Todos los inmigrantes del último cuarto de siglo han venido a causa de las buenas condiciones de vida que teníamos en Chile. Esto desmiente, por supuesto, las supuestas condiciones indignas que habrían causado el Levantamiento Terrorista de 2019: cualquier chimpancé se da cuenta de que este evento no fue provocado por el malestar de las personas—no de las personas normales, al menos. Volviendo sobre nuestro asunto, sin embargo, hay algunos inmigrantes que no entienden que las condiciones de vida superiores que los atrajeron a nuestro país dependen de que ellos se comporten de manera civilizada. Más aún, el hecho de que ellos tengan un comportamiento salvaje hace que la calidad de vida disminuya. No porque se trate de ellos, sino porque el comportamiento incivilizado en general tiene este efecto sobre las sociedades. Esta clase de comportamiento es contrarrestado habitualmente con el orden público formal (la acción de Carabineros) e informal (la acción de ciudadanos probos), pero el respaldo que le dio la prensa al Levantamiento Terrorista inhibió ambas formas de orden público y ahora ni Carabineros ni los ciudadanos probos se hallan tan dispuestos como antes a corregir los comportamientos inadecuados. Esto no se trata solo de mala prensa, por supuesto: las fuerzas del mal han infiltrado las instituciones y esto ha traído como consecuencia que buena parte de Carabineros y ciudadanos probos sean castigados si hacen algo bueno. Efectivamente, proteger el orden público o resistir el terrorismo se ha vuelto un acto digno de condena institucional y también judicial.

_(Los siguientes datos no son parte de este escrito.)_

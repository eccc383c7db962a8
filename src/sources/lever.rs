// src/sources/lever.rs
use async_trait::async_trait;
use serde::Deserialize;

use super::common::{age_from_millis, build_tags, first_present, salary_or_placeholder};
use super::{FetchContext, FetchError, HttpFetcher, JobSource};
use crate::types::{BoardId, BoardKind, JobRecord};

#[derive(Debug, Deserialize)]
#[serde(rename_all = "camelCase")]
pub(crate) struct LeverPosting {
    pub text: Option<String>,
    pub title: Option<String>,
    pub hosted_url: Option<String>,
    pub apply_url: Option<String>,
    pub url: Option<String>,
    pub created_at: Option<i64>,
    pub categories: Option<LeverCategories>,
    /// Free-form; boards put plain text or structured data here.
    pub salary: Option<serde_json::Value>,
    pub salary_range: Option<SalaryRange>,
    pub workplace_type: Option<String>,
}

#[derive(Debug, Deserialize)]
#[serde(rename_all = "camelCase")]
pub(crate) struct LeverCategories {
    pub location: Option<String>,
    #[serde(default)]
    pub all_locations: Vec<String>,
    pub team: Option<String>,
    pub commitment: Option<String>,
}

#[derive(Debug, Deserialize)]
pub(crate) struct SalaryRange {
    pub min: Option<f64>,
    pub max: Option<f64>,
    pub currency: Option<String>,
    pub interval: Option<String>,
}

impl SalaryRange {
    fn render(&self) -> Option<String> {
        let amount = match (self.min, self.max) {
            (Some(min), Some(max)) if min < max => format!("{}–{}", min as u64, max as u64),
            (Some(min), _) => format!("{}", min as u64),
            (None, Some(max)) => format!("{}", max as u64),
            (None, None) => return None,
        };

        let mut rendered = match &self.currency {
            Some(currency) => format!("{} {}", currency, amount),
            None => amount,
        };
        if let Some(interval) = &self.interval {
            rendered.push_str(&format!(" / {}", interval.replace('-', " ")));
        }
        Some(rendered)
    }
}

pub struct LeverSource {
    board: BoardId,
    fetcher: HttpFetcher,
    base_url: String,
}

impl LeverSource {
    pub fn new(board: BoardId, fetcher: HttpFetcher, base_url: &str) -> Self {
        Self {
            board,
            fetcher,
            base_url: base_url.trim_end_matches('/').to_string(),
        }
    }

    fn endpoint(&self) -> String {
        format!("{}/v0/postings/{}", self.base_url, self.board.slug)
    }
}

#[async_trait]
impl JobSource for LeverSource {
    fn board(&self) -> &BoardId {
        &self.board
    }

    async fn fetch(&self, ctx: FetchContext) -> Result<Vec<JobRecord>, FetchError> {
        let payload: Vec<LeverPosting> = self
            .fetcher
            .get_json(&self.endpoint(), &[("mode", "json".to_string())])
            .await?;

        Ok(normalize(&self.board, payload, ctx))
    }
}

/// Lever postings carry no company name; the board's display name stands in.
pub(crate) fn normalize(board: &BoardId, payload: Vec<LeverPosting>, ctx: FetchContext) -> Vec<JobRecord> {
    payload
        .into_iter()
        .map(|posting| {
            let title =
                first_present([posting.text.as_deref(), posting.title.as_deref()]).unwrap_or_default();
            let location = posting
                .categories
                .as_ref()
                .and_then(|c| {
                    first_present([c.location.as_deref()]).or_else(|| {
                        let all = c
                            .all_locations
                            .iter()
                            .filter_map(|l| first_present([Some(l.as_str())]))
                            .collect::<Vec<_>>();
                        (!all.is_empty()).then(|| all.join("; "))
                    })
                })
                .unwrap_or_default();
            let salary = posting
                .salary
                .as_ref()
                .and_then(|v| v.as_str().map(|s| s.to_string()))
                .or_else(|| posting.salary_range.as_ref().and_then(SalaryRange::render));

            let labels: Vec<String> = [
                posting.workplace_type.as_deref().map(workplace_label),
                posting.categories.as_ref().and_then(|c| c.commitment.clone()),
                posting.categories.as_ref().and_then(|c| c.team.clone()),
            ]
            .into_iter()
            .flatten()
            .collect();

            JobRecord {
                tags: build_tags(&title, labels, ctx.max_tags),
                title,
                company: board.display_name(),
                location,
                posted_age_days: age_from_millis(posting.created_at, ctx.now),
                salary: salary_or_placeholder(salary),
                url: first_present([
                    posting.hosted_url.as_deref(),
                    posting.apply_url.as_deref(),
                    posting.url.as_deref(),
                ])
                .unwrap_or_default(),
                source: Some(BoardKind::Lever),
            }
        })
        .collect()
}

fn workplace_label(raw: &str) -> String {
    match raw.to_lowercase().as_str() {
        "remote" => "Remote".to_string(),
        "hybrid" => "Hybrid".to_string(),
        "onsite" | "on-site" => "On-site".to_string(),
        _ => String::new(),
    }
}

#[cfg(test)]
mod tests {
    use super::*;
    use chrono::{TimeZone, Utc};

    fn ctx() -> FetchContext {
        FetchContext {
            now: Utc.with_ymd_and_hms(2024, 3, 15, 12, 0, 0).unwrap(),
            max_tags: 4,
        }
    }

    #[test]
    fn test_normalize_lever_posting() {
        let created = Utc
            .with_ymd_and_hms(2024, 3, 10, 8, 0, 0)
            .unwrap()
            .timestamp_millis();
        let payload: Vec<LeverPosting> = serde_json::from_value(serde_json::json!([
            {
                "id": "abc",
                "text": "Treasury Analyst",
                "hostedUrl": "https://jobs.lever.co/brex/abc",
                "applyUrl": "https://jobs.lever.co/brex/abc/apply",
                "createdAt": created,
                "workplaceType": "hybrid",
                "categories": {
                    "location": "San Francisco, CA",
                    "team": "Finance",
                    "commitment": "Full-time"
                },
                "salaryRange": {
                    "min": 95000.0,
                    "max": 120000.0,
                    "currency": "USD",
                    "interval": "per-year-salary"
                }
            }
        ]))
        .unwrap();

        let board = BoardId::new(BoardKind::Lever, "brex").with_name("Brex");
        let jobs = normalize(&board, payload, ctx());

        assert_eq!(jobs.len(), 1);
        let job = &jobs[0];
        assert_eq!(job.title, "Treasury Analyst");
        assert_eq!(job.company, "Brex");
        assert_eq!(job.location, "San Francisco, CA");
        assert_eq!(job.posted_age_days, 5);
        assert_eq!(job.url, "https://jobs.lever.co/brex/abc");
        assert_eq!(job.salary, "USD 95000–120000 / per year salary");
        assert_eq!(job.tags, vec!["Hybrid", "Full-time", "Finance"]);
    }

    #[test]
    fn test_location_and_url_fallbacks() {
        let payload: Vec<LeverPosting> = serde_json::from_value(serde_json::json!([
            {
                "title": "Revenue Analyst",
                "applyUrl": "https://jobs.lever.co/notion/x/apply",
                "categories": { "allLocations": ["Remote US", " "] }
            }
        ]))
        .unwrap();

        let board = BoardId::new(BoardKind::Lever, "notion");
        let jobs = normalize(&board, payload, ctx());

        assert_eq!(jobs[0].title, "Revenue Analyst");
        assert_eq!(jobs[0].company, "Notion");
        assert_eq!(jobs[0].location, "Remote US");
        assert_eq!(jobs[0].url, "https://jobs.lever.co/notion/x/apply");
        assert_eq!(jobs[0].salary, crate::types::SALARY_PLACEHOLDER);
    }

    #[test]
    fn test_html_additional_text_does_not_break_decoding() {
        let body = r#"[
  {
    "id": "d1e2",
    "text": "Strategic Finance Associate",
    "additional": "<div>Benefits include equity and 401(k).</div>",
    "additionalPlain": "Benefits include equity and 401(k).",
    "description": "<div>About the role</div>",
    "descriptionPlain": "About the role",
    "lists": [{ "text": "Requirements", "content": "<li>SQL</li>" }],
    "hostedUrl": "https://jobs.lever.co/robinhood/d1e2",
    "createdAt": 1710288000000,
    "workplaceType": "onsite",
    "categories": {
      "commitment": "Full-time",
      "department": "Finance",
      "team": "FP&A",
      "allLocations": ["Menlo Park, CA", "New York, NY"]
    }
  },
  {
    "id": "f3g4",
    "text": "Treasury Analyst",
    "additional": "",
    "hostedUrl": "https://jobs.lever.co/robinhood/f3g4",
    "categories": { "location": "Denver, CO", "allLocations": ["Denver, CO"] }
  }
]"#;

        let payload: Vec<LeverPosting> = serde_json::from_str(body).unwrap();
        let board = BoardId::new(BoardKind::Lever, "robinhood").with_name("Robinhood");
        let jobs = normalize(&board, payload, ctx());

        assert_eq!(jobs.len(), 2);
        assert_eq!(jobs[0].location, "Menlo Park, CA; New York, NY");
        assert_eq!(jobs[0].company, "Robinhood");
        assert_eq!(jobs[0].posted_age_days, 2);
        assert_eq!(
            jobs[0].tags,
            vec!["Early-career", "On-site", "Full-time", "FP&A"]
        );
        assert_eq!(jobs[1].location, "Denver, CO");
    }
}
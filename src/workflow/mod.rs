//! Workflow graph parsing.
//!
//! - [`parse`] / [`load_workflow`] - YAML to [`WorkflowGraph`]
//! - [`WorkflowGraph`], [`Job`], [`StepDecl`] - the parsed structure

pub mod graph;
pub mod parser;

pub use graph::{Job, StepDecl, WorkflowGraph};
pub use parser::{load_workflow, parse};
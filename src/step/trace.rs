//! Execution traces recorded by a workflow engine.

use serde::{Deserialize, Serialize};
use std::fmt;

/// One executed step as reported by the engine.
#[derive(Debug, Clone, PartialEq, Eq, Hash, Serialize, Deserialize)]
pub struct TraceStep {
    /// Step name.
    pub name: String,

    /// Exit status (0 = success).
    pub status: i32,

    /// Trimmed step output.
    pub output: String,
}

impl TraceStep {
    /// Create a trace record.
    pub fn new(name: impl Into<String>, status: i32, output: impl Into<String>) -> Self {
        Self {
            name: name.into(),
            status,
            output: output.into(),
        }
    }
}

impl fmt::Display for TraceStep {
    fn fmt(&self, f: &mut fmt::Formatter<'_>) -> fmt::Result {
        write!(
            f,
            "{{ name: {:?}, status: {}, output: {:?} }}",
            self.name, self.status, self.output
        )
    }
}

/// Ordered sequence of executed steps for one workflow run.
///
/// Order reflects execution order, but assertions treat the trace as an
/// unordered collection.
#[derive(Debug, Clone, Default, PartialEq, Eq, Serialize, Deserialize)]
#[serde(transparent)]
pub struct ExecutionTrace {
    steps: Vec<TraceStep>,
}

impl ExecutionTrace {
    /// Create a trace from recorded steps.
    pub fn new(steps: Vec<TraceStep>) -> Self {
        Self { steps }
    }

    /// Append a recorded step.
    pub fn push(&mut self, step: TraceStep) {
        self.steps.push(step);
    }

    /// Recorded steps in execution order.
    pub fn steps(&self) -> &[TraceStep] {
        &self.steps
    }

    /// Iterate recorded steps.
    pub fn iter(&self) -> std::slice::Iter<'_, TraceStep> {
        self.steps.iter()
    }

    /// Number of recorded steps.
    pub fn len(&self) -> usize {
        self.steps.len()
    }

    /// Whether nothing was recorded.
    pub fn is_empty(&self) -> bool {
        self.steps.is_empty()
    }
}

impl FromIterator<TraceStep> for ExecutionTrace {
    fn from_iter<I: IntoIterator<Item = TraceStep>>(iter: I) -> Self {
        Self {
            steps: iter.into_iter().collect(),
        }
    }
}

impl Extend<TraceStep> for ExecutionTrace {
    fn extend<I: IntoIterator<Item = TraceStep>>(&mut self, iter: I) {
        self.steps.extend(iter);
    }
}

impl<'a> IntoIterator for &'a ExecutionTrace {
    type Item = &'a TraceStep;
    type IntoIter = std::slice::Iter<'a, TraceStep>;

    fn into_iter(self) -> Self::IntoIter {
        self.steps.iter()
    }
}
//! Configuration for the generator and generated tests.
//!
//! - Schema in [`schema`]
//! - File discovery and loading in [`loader`]
//!
//! The config file is optional: without `.wfx/config.yml` every setting has
//! its default.
//!
//! # Example
//!
//! ```
//! use std::fs;
//! use tempfile::TempDir;
//! use workflow_fixtures::config::load_config;
//!
//! let temp = TempDir::new().unwrap();
//! fs::create_dir_all(temp.path().join(".wfx")).unwrap();
//! fs::write(temp.path().join(".wfx/config.yml"), "timeout_secs: 90").unwrap();
//!
//! let config = load_config(temp.path(), None).unwrap();
//! assert_eq!(config.timeout_secs, 90);
//! ```

pub mod loader;
pub mod schema;

pub use loader::{config_path, find_project_root, load_config, parse_config, CONFIG_DIR};
pub use schema::{HarnessConfig, ProjectPaths};
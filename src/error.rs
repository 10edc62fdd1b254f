//! Error types for workflow fixture operations.
//!
//! This module defines [`FixtureError`], the primary error type used throughout
//! the crate, and a [`Result`] type alias for convenience.
//!
//! # Error Handling Strategy
//!
//! - Configuration errors (bad CLI argument, missing workflow, existing target
//!   file) are fatal to the generator and reported to the operator
//! - [`FixtureError::AssertionMismatch`] is reported per test case and carries
//!   the expected step plus the nearest trace entries
//! - [`FixtureError::ExecutionTimeout`] fails the test case; nothing retries it
//! - Use `anyhow::Error` (via `FixtureError::Other`) for unexpected errors

use std::path::PathBuf;
use std::time::Duration;
use thiserror::Error;

use crate::assertion::AssertionMismatch;

/// Core error type for workflow fixture operations.
#[derive(Debug, Error)]
pub enum FixtureError {
    /// No workflow file name was given to the generator.
    #[error("Please provide workflow file name")]
    MissingWorkflowArgument,

    /// The workflow file name does not look like `[workflow].yml`.
    #[error("Please provide a valid workflow file name ([workflow].yml) instead of {name}")]
    InvalidWorkflowFileName { name: String },

    /// The workflow file could not be found.
    #[error("Provided workflow file does not exist: {path}")]
    WorkflowNotFound { path: PathBuf },

    /// A generated file would overwrite an existing one.
    #[error("The {kind} file {path} already exists, exiting")]
    TargetExists { kind: String, path: PathBuf },

    /// Invalid run configuration (e.g. mocks for a job the workflow lacks).
    #[error("Invalid configuration: {message}")]
    Configuration { message: String },

    /// Failed to parse the tool's own configuration file.
    #[error("Failed to parse config at {path}: {message}")]
    ConfigParse { path: PathBuf, message: String },

    /// Failed to parse a workflow definition.
    #[error("Failed to parse workflow {origin}: {message}")]
    WorkflowParse { origin: String, message: String },

    /// An expected step was missing from a trace, or an unexpected one present.
    #[error(transparent)]
    AssertionMismatch(Box<AssertionMismatch>),

    /// The workflow engine did not finish within the bound.
    #[error("Workflow execution timed out after {}s", timeout.as_secs())]
    ExecutionTimeout { timeout: Duration },

    /// The workflow engine could not be run or crashed.
    #[error("Workflow execution failed: {message}")]
    Execution { message: String },

    /// The throwaway repository could not be materialized.
    #[error("Failed to set up mock repository at {path}: {message}")]
    RepositorySetup { path: PathBuf, message: String },

    /// IO error wrapper.
    #[error("IO error: {0}")]
    Io(#[from] std::io::Error),

    /// Generic wrapped error for anyhow interop.
    #[error(transparent)]
    Other(#[from] anyhow::Error),
}

impl FixtureError {
    /// Whether this error belongs to the configuration class.
    ///
    /// Configuration errors abort the generator before anything is written.
    pub fn is_configuration_error(&self) -> bool {
        matches!(
            self,
            FixtureError::MissingWorkflowArgument
                | FixtureError::InvalidWorkflowFileName { .. }
                | FixtureError::WorkflowNotFound { .. }
                | FixtureError::TargetExists { .. }
                | FixtureError::Configuration { .. }
                | FixtureError::ConfigParse { .. }
        )
    }
}

impl From<AssertionMismatch> for FixtureError {
    fn from(mismatch: AssertionMismatch) -> Self {
        FixtureError::AssertionMismatch(Box::new(mismatch))
    }
}

/// Result type alias for workflow fixture operations.
pub type Result<T> = std::result::Result<T, FixtureError>;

Estas son las ideas que rondan mi cabeza cuando presencio situaciones que antes eran raras y ahora se han vuelto comunes. Ni siquiera estoy pensando en los homicidios, que se han vuelto el pan de cada día gracias al salvajismo caribeño que nuestros políticos quisieron importar con financiamiento de las Naciones Unidas. Una escena tan cotidiana como ir a comprar el pan se ha vuelto lugar de constante disgusto a causa de los salvajes repartidores que transitan con sus motos por la vereda o que no saben lo que es una línea de detención o que no son capaces de controlar su instinto y hacen avanzar su vehículo a pesar de que haya luz roja en el semáforo. Muchos han visto, además, las quejas absurdas de las caribeñas que se enfadan porque les piden licencia de conducir, porque les descuentan los días no trabajados o porque les exigen pagar el pasaje del transporte público. Resultaría una pérdida de tiempo explicarles que estas condiciones hicieron que Chile se convirtiera en el país al que ellas querían venir: lo que verdaderamente conviene hacer es corregirlas verbalmente y castigarlas físicamente para que adecuen su actitud a la forma civilizada que corresponde a una sociedad avanzada. Esto es lo que siempre hemos hecho con nuestros picantes locales y no hay una fórmula alternativa para los foráneos: tienen que ser enderezados por medio del castigo. Esto lo exige la salud de la sociedad: no es capricho de un sector reaccionario o adicto al orden—si bien resulta harto cuestionable que alguien no aspire al orden social. El inmigrante indecente no llega a comprender que sus malas costumbres le arruinarán el viaje. ¿Recuerdan al que estaba asombrado porque no había música en todos los hogares en la Nochebuena? Esto se debe a que lo civilizado es celebrar sin molestar a los vecinos. Acá siempre ha habido desubicados que celebran con bulla, pero esto no significa que estén justificados: ¡deben ser corregidos!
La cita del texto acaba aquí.